WORK TASK:
Search the entries below for "ContextBuilder". Report each line where it occurs.

GIVEN DATA:
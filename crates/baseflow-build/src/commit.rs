//! Current commit lookup, used for tag suffixes

use crate::error::{BuildError, BuildResult};
use std::path::{Path, PathBuf};
use std::process::{Command, Stdio};

/// Something that knows the commit the images are built from
pub trait CommitSource: Send + Sync {
    fn current_commit_hash(&self) -> BuildResult<String>;
}

/// Reads `HEAD` of a git checkout via the `git` CLI
#[derive(Debug, Clone)]
pub struct GitCommitSource {
    repo: PathBuf,
}

impl GitCommitSource {
    pub fn new(repo: impl AsRef<Path>) -> Self {
        Self {
            repo: repo.as_ref().to_path_buf(),
        }
    }
}

impl CommitSource for GitCommitSource {
    fn current_commit_hash(&self) -> BuildResult<String> {
        let output = Command::new("git")
            .arg("-C")
            .arg(&self.repo)
            .args(["rev-parse", "HEAD"])
            .stdout(Stdio::piped())
            .stderr(Stdio::piped())
            .output()
            .map_err(|e| BuildError::CommitUnavailable(format!("failed to run git: {}", e)))?;

        if !output.status.success() {
            return Err(BuildError::CommitUnavailable(
                String::from_utf8_lossy(&output.stderr).trim().to_string(),
            ));
        }

        let hash = String::from_utf8_lossy(&output.stdout).trim().to_string();
        if hash.is_empty() {
            return Err(BuildError::CommitUnavailable(format!(
                "git returned no commit for {}",
                self.repo.display()
            )));
        }

        tracing::debug!("Current commit: {}", hash);
        Ok(hash)
    }
}

/// A fixed commit hash
#[derive(Debug, Clone)]
pub struct StaticCommit(pub String);

impl CommitSource for StaticCommit {
    fn current_commit_hash(&self) -> BuildResult<String> {
        Ok(self.0.clone())
    }
}

#[cfg(test)]
mod tests {
    use super::*;
    use tempfile::tempdir;

    fn git(dir: &Path, args: &[&str]) -> bool {
        Command::new("git")
            .arg("-C")
            .arg(dir)
            .args(args)
            .stdout(Stdio::null())
            .stderr(Stdio::null())
            .status()
            .map(|s| s.success())
            .unwrap_or(false)
    }

    #[test]
    fn test_static_commit() {
        let source = StaticCommit("0123456789abcdef".to_string());
        assert_eq!(source.current_commit_hash().unwrap(), "0123456789abcdef");
    }

    #[test]
    fn test_git_outside_repo() {
        let dir = tempdir().unwrap();
        let result = GitCommitSource::new(dir.path()).current_commit_hash();
        assert!(matches!(result, Err(BuildError::CommitUnavailable(_))));
    }

    #[test]
    fn test_git_head() {
        let dir = tempdir().unwrap();
        let ok = git(dir.path(), &["init", "-q"])
            && git(
                dir.path(),
                &[
                    "-c",
                    "user.name=test",
                    "-c",
                    "user.email=test@example.com",
                    "commit",
                    "-q",
                    "--allow-empty",
                    "-m",
                    "init",
                ],
            );
        if !ok {
            // git is not installed on this host
            return;
        }

        let hash = GitCommitSource::new(dir.path())
            .current_commit_hash()
            .unwrap();
        assert_eq!(hash.len(), 40);
        assert!(hash.chars().all(|c| c.is_ascii_hexdigit()));
    }
}
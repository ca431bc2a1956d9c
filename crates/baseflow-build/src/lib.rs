//! Base image build functionality for baseflow
//!
//! Discovers image directories, builds them through a [`ContainerEngine`]
//! (minimal images first), tracks every built tag in a JSON file, and pushes
//! unpublished tags to their registry.

pub mod auth;
pub mod commit;
pub mod context;
pub mod discovery;
pub mod docker;
pub mod engine;
pub mod error;
pub mod manager;
pub mod progress;
pub mod tag;
pub mod tracking;

pub use auth::RegistryAuth;
pub use commit::{CommitSource, GitCommitSource, StaticCommit};
pub use context::ContextBuilder;
pub use discovery::{ImageDefinition, build_order, discover};
pub use docker::DockerEngine;
pub use engine::{BuildRequest, ContainerEngine};
pub use error::{BuildError, BuildResult};
pub use manager::{BaseImageManager, BuildOptions, ManagerConfig};
pub use progress::StreamProgress;
pub use tag::{Clock, FixedClock, ImageTags, SystemClock, split_image_tag, tag_suffix};
pub use tracking::{JsonFileStore, MemoryStore, TrackingData, TrackingRecord, TrackingStore};
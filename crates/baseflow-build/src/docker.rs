//! Docker Engine API adapter

use crate::auth::RegistryAuth;
use crate::context::ContextBuilder;
use crate::engine::{BuildRequest, ContainerEngine};
use crate::error::{BuildError, BuildResult};
use crate::progress::StreamProgress;
use crate::tag::validate_tag;
use async_trait::async_trait;
use bollard::Docker;
use bollard::models::{BuildInfo, PushImageInfo};
use bytes::Bytes;
use futures_util::stream::StreamExt;
use http_body_util::{Either, Full};

/// [`ContainerEngine`] backed by a local Docker daemon
pub struct DockerEngine {
    docker: Docker,
    auth: RegistryAuth,
}

impl DockerEngine {
    pub fn new(docker: Docker) -> Self {
        Self {
            docker,
            auth: RegistryAuth::from_env(),
        }
    }

    pub fn with_auth(docker: Docker, auth: RegistryAuth) -> Self {
        Self { docker, auth }
    }

    /// Connect with the local defaults (`DOCKER_HOST` or the default socket) and ping
    pub async fn connect() -> BuildResult<Self> {
        let docker = Docker::connect_with_local_defaults()?;
        docker.ping().await?;
        tracing::debug!("Connected to Docker daemon");
        Ok(Self::new(docker))
    }

    fn handle_build_output(&self, output: BuildInfo, progress: &StreamProgress) -> BuildResult<()> {
        if let Some(stream) = output.stream {
            progress.stream(&stream);
        }

        if let Some(error_detail) = output.error_detail {
            let message = error_detail
                .message
                .or(output.error)
                .unwrap_or_else(|| "Unknown build error".to_string());
            return Err(BuildError::BuildFailed(message));
        }

        if let Some(error) = output.error {
            return Err(BuildError::BuildFailed(error));
        }

        if let Some(status) = output.status {
            progress.status(&status, output.progress.as_deref());
        }

        Ok(())
    }
}

/// Line to show for one push message, if any
///
/// Verbose output keeps every status line. The spinner skips layer
/// bookkeeping and repeats of the previous status.
fn push_status_line(info: &PushImageInfo, verbose: bool, last_status: &mut String) -> Option<String> {
    let status = info.status.as_deref()?;
    let line = match info.progress.as_deref() {
        Some(p) if !p.is_empty() => format!("{} {}", status, p),
        _ => status.to_string(),
    };

    if verbose {
        return Some(line);
    }

    match status {
        "Pushing" => Some(line),
        "Preparing" | "Waiting" => None,
        _ if status != last_status => {
            *last_status = status.to_string();
            Some(status.to_string())
        }
        _ => None,
    }
}

#[async_trait]
impl ContainerEngine for DockerEngine {
    async fn build(&self, request: &BuildRequest) -> BuildResult<()> {
        tracing::info!("Building image: {}", request.tag);

        let context_dir = request.context_dir.clone();
        let context = tokio::task::spawn_blocking(move || ContextBuilder::create_context(&context_dir))
            .await
            .map_err(|e| BuildError::Io(std::io::Error::other(e)))??;

        #[allow(deprecated)]
        let options = bollard::image::BuildImageOptions {
            dockerfile: "Dockerfile",
            t: request.tag.as_str(),
            nocache: request.no_cache,
            pull: request.pull,
            rm: true,
            forcerm: true,
            ..Default::default()
        };
        tracing::debug!("Build options: {:?}", options);

        let body = Full::new(Bytes::from(context));
        #[allow(deprecated)]
        let mut stream = self
            .docker
            .build_image(options, None, Some(Either::Left(body)));

        let progress = StreamProgress::new(request.verbose, &format!("Building {}...", request.tag));
        let mut result = Ok(());
        while let Some(msg) = stream.next().await {
            let step = match msg {
                Ok(output) => self.handle_build_output(output, &progress),
                Err(e) => Err(BuildError::DockerConnection(e)),
            };
            if let Err(e) = step {
                result = Err(e);
                break;
            }
        }
        progress.finish();

        if result.is_ok() {
            tracing::info!("Successfully built: {}", request.tag);
        }
        result
    }

    async fn tag(&self, source: &str, repository: &str, tag: &str) -> BuildResult<()> {
        tracing::debug!("Tagging {} as {}:{}", source, repository, tag);

        #[allow(deprecated)]
        let options = bollard::image::TagImageOptions {
            repo: repository,
            tag,
        };
        #[allow(deprecated)]
        self.docker.tag_image(source, Some(options)).await?;
        Ok(())
    }

    async fn image_exists(&self, image: &str) -> BuildResult<bool> {
        match self.docker.inspect_image(image).await {
            Ok(_) => Ok(true),
            Err(bollard::errors::Error::DockerResponseServerError {
                status_code: 404, ..
            }) => Ok(false),
            Err(e) => Err(BuildError::DockerConnection(e)),
        }
    }

    async fn push(&self, repository: &str, tag: &str, verbose: bool) -> BuildResult<()> {
        validate_tag(tag)?;
        let full_image = format!("{}:{}", repository, tag);
        tracing::info!("Pushing image: {}", full_image);

        let credentials = self.auth.credentials_for(&full_image)?;

        #[allow(deprecated)]
        let options = bollard::image::PushImageOptions::<String> {
            tag: tag.to_string(),
        };
        #[allow(deprecated)]
        let mut stream = self.docker.push_image(repository, Some(options), credentials);

        let progress = StreamProgress::new(verbose, &format!("Pushing {}...", full_image));
        let mut last_status = String::new();
        let mut error_message = None;

        while let Some(result) = stream.next().await {
            match result {
                Ok(info) => match info.error {
                    Some(err) => error_message = Some(err),
                    None => {
                        if let Some(line) = push_status_line(&info, verbose, &mut last_status) {
                            progress.status(&line, None);
                        }
                    }
                },
                Err(e) => {
                    progress.finish();
                    return Err(BuildError::PushFailed {
                        message: e.to_string(),
                    });
                }
            }
        }
        progress.finish();

        if let Some(message) = error_message {
            return Err(BuildError::PushFailed { message });
        }

        tracing::info!("Pushed: {}", full_image);
        Ok(())
    }
}
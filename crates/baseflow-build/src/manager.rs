//! Base image build and publish workflow
//!
//! Images are built one at a time in discovery order (minimal images first),
//! each build is recorded in the tracking store, and publishing pushes every
//! tag the store still lists as unpublished.

use crate::commit::CommitSource;
use crate::discovery::{self, ImageDefinition};
use crate::engine::{BuildRequest, ContainerEngine};
use crate::error::{BuildError, BuildResult};
use crate::tag::{self, Clock, ImageTags, SystemClock};
use crate::tracking::TrackingStore;
use colored::Colorize;
use std::path::PathBuf;
use std::sync::Arc;

/// Where images live and how they are named
#[derive(Debug, Clone)]
pub struct ManagerConfig {
    pub organization: String,
    pub images_dir: PathBuf,
}

/// Per-invocation build flags
#[derive(Debug, Clone, Copy, Default)]
pub struct BuildOptions {
    pub verbose: bool,
    pub no_cache: bool,
}

pub struct BaseImageManager {
    config: ManagerConfig,
    engine: Arc<dyn ContainerEngine>,
    commits: Arc<dyn CommitSource>,
    store: Arc<dyn TrackingStore>,
    clock: Arc<dyn Clock>,
}

impl BaseImageManager {
    pub fn new(
        config: ManagerConfig,
        engine: Arc<dyn ContainerEngine>,
        commits: Arc<dyn CommitSource>,
        store: Arc<dyn TrackingStore>,
    ) -> Self {
        Self {
            config,
            engine,
            commits,
            store,
            clock: Arc::new(SystemClock),
        }
    }

    pub fn with_clock(mut self, clock: Arc<dyn Clock>) -> Self {
        self.clock = clock;
        self
    }

    pub fn config(&self) -> &ManagerConfig {
        &self.config
    }

    /// Image definitions in build order
    pub fn discover(&self, image_name: Option<&str>) -> BuildResult<Vec<ImageDefinition>> {
        discovery::discover(&self.config.images_dir, image_name)
    }

    /// `<hash10>-<YYYY-MM-DD>` for the current commit and UTC date
    pub fn tag_suffix(&self) -> BuildResult<String> {
        let hash = self.commits.current_commit_hash()?;
        Ok(tag::tag_suffix(&hash, self.clock.now().date_naive()))
    }

    /// Build one image, or all of them when `image_name` is `None`
    ///
    /// Returns the named tags in build order. The first failure stops the run.
    pub async fn build(
        &self,
        image_name: Option<&str>,
        options: BuildOptions,
    ) -> BuildResult<Vec<String>> {
        let definitions = self.discover(image_name)?;
        let suffix = self.tag_suffix()?;
        let total = definitions.len();
        tracing::debug!("Building {} image(s) with suffix {}", total, suffix);

        let mut built = Vec::with_capacity(total);
        for (i, definition) in definitions.iter().enumerate() {
            println!(
                "({}/{}) Building Base Image: {}",
                i + 1,
                total,
                definition.name.cyan()
            );

            let named_tag = self.build_image(definition, &suffix, options).await?;

            println!("  {} Complete", "✓".green());
            println!("  - Tag: {}", named_tag.cyan());
            built.push(named_tag);
        }

        Ok(built)
    }

    /// Build a single image definition and record it as built
    pub async fn build_image(
        &self,
        definition: &ImageDefinition,
        suffix: &str,
        options: BuildOptions,
    ) -> BuildResult<String> {
        let tags = ImageTags::new(&self.config.organization, &definition.name, suffix);
        let named_tag = tags.named();

        let request = BuildRequest {
            context_dir: definition.path.clone(),
            tag: named_tag.clone(),
            pull: tags.is_minimal(),
            no_cache: options.no_cache,
            verbose: options.verbose,
        };
        self.engine.build(&request).await?;

        if !self.engine.image_exists(&named_tag).await? {
            return Err(BuildError::ImageMissingAfterBuild(named_tag));
        }

        // Local alias for Dockerfiles that build FROM another base image; never published
        self.engine
            .tag(&named_tag, &tags.repository, "latest")
            .await?;
        tracing::debug!("Tagged {}", tags.latest());

        self.record_build(&named_tag).await?;
        Ok(named_tag)
    }

    async fn record_build(&self, named_tag: &str) -> BuildResult<()> {
        let mut data = self.store.load().await?.unwrap_or_default();
        data.record_build(named_tag, self.clock.now());
        self.store.save(&data).await
    }

    /// Push unpublished tags, or only `image_tag` when given
    ///
    /// Each successful push is saved before the next one starts, so a failure
    /// part way keeps the earlier images marked as published.
    pub async fn publish(&self, image_tag: Option<&str>, verbose: bool) -> BuildResult<Vec<String>> {
        let mut data = match self.store.load().await? {
            Some(data) if !data.is_empty() => data,
            _ => return Err(BuildError::NothingBuilt),
        };

        let mut to_push = data.unpublished();
        if let Some(requested) = image_tag {
            if !to_push.iter().any(|t| t == requested) {
                return Err(BuildError::TagNotFound(requested.to_string()));
            }
            to_push = vec![requested.to_string()];
        }

        if to_push.is_empty() {
            println!("{}", "All built images are already published".yellow());
            return Ok(to_push);
        }

        let total = to_push.len();
        for (i, image_tag) in to_push.iter().enumerate() {
            println!(
                "({}/{}) Publishing Base Image: {}",
                i + 1,
                total,
                image_tag.cyan()
            );

            let (repository, tag) = tag::split_image_tag(image_tag);
            self.engine.push(&repository, &tag, verbose).await?;

            data.mark_published(image_tag)?;
            self.store.save(&data).await?;

            println!("  {} Complete", "✓".green());
            println!("  - Tag: {}", image_tag.cyan());
        }

        Ok(to_push)
    }
}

SOLUTION:
pub use context::ContextBuilder;
use crate::context::ContextBuilder;
        let context = tokio::task::spawn_blocking(move || ContextBuilder::create_context(&context_dir))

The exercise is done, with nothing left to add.